Work instructions: Check each line of the data for the string "ApiSettings". Report how many have it, and give nothing else.

Information provided:
▼
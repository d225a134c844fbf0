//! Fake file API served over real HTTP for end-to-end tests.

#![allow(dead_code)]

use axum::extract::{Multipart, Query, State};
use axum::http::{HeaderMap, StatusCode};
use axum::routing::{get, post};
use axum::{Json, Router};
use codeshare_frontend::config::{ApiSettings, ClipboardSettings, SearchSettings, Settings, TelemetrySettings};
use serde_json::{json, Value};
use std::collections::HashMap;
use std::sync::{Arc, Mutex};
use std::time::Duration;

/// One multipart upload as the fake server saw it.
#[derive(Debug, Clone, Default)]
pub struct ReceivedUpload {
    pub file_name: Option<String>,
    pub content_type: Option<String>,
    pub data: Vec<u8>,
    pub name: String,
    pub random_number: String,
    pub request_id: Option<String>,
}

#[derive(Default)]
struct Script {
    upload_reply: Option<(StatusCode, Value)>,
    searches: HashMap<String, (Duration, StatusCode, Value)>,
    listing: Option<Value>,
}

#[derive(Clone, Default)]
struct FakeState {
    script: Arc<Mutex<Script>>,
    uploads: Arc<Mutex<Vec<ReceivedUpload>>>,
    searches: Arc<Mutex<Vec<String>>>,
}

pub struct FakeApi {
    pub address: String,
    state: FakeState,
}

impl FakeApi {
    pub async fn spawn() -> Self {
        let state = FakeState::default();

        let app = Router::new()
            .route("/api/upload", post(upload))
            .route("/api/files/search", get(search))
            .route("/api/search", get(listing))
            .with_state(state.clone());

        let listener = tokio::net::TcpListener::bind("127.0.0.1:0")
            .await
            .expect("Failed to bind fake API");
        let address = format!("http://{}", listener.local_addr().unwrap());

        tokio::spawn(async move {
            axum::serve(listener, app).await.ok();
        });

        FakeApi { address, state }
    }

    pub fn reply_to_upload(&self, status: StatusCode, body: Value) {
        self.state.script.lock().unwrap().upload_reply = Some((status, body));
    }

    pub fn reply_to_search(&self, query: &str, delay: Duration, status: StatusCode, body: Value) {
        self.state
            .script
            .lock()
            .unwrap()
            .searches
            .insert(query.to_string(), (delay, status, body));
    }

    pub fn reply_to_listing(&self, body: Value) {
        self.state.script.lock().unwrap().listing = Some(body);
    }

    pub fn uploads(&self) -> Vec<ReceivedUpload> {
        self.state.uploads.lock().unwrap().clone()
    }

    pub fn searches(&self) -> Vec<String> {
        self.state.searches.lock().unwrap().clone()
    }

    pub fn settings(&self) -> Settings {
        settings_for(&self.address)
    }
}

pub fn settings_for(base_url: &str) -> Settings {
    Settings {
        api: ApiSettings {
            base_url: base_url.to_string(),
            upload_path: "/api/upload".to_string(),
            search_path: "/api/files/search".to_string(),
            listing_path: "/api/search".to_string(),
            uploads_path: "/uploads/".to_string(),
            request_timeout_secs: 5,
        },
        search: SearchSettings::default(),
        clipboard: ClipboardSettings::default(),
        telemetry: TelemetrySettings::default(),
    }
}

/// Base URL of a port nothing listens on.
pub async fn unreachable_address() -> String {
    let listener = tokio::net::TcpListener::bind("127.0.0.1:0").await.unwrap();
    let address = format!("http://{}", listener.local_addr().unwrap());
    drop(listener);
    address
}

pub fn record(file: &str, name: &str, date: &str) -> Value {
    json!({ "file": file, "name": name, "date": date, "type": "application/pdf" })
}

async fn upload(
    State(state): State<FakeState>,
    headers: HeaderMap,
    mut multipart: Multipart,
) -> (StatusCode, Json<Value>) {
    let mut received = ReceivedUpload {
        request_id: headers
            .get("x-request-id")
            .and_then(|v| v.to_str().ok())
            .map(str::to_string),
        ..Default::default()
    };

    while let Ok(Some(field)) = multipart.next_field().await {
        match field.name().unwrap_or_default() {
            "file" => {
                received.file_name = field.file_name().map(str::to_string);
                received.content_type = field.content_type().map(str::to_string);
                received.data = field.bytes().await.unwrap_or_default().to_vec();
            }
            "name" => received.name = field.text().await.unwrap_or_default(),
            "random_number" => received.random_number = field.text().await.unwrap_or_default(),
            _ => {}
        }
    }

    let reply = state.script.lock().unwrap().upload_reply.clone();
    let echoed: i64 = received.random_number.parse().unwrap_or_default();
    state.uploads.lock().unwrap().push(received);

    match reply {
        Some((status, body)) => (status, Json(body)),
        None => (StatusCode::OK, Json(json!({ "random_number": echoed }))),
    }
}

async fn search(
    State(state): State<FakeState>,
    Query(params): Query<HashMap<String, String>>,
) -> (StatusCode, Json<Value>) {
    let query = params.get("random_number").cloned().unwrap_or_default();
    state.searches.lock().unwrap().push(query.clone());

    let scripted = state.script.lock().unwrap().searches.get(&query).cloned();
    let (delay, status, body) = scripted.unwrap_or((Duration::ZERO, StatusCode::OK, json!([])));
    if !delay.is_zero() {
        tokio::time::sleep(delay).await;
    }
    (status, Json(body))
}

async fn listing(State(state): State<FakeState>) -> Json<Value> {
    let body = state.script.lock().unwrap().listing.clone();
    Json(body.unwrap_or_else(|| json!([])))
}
▲
The answer: 2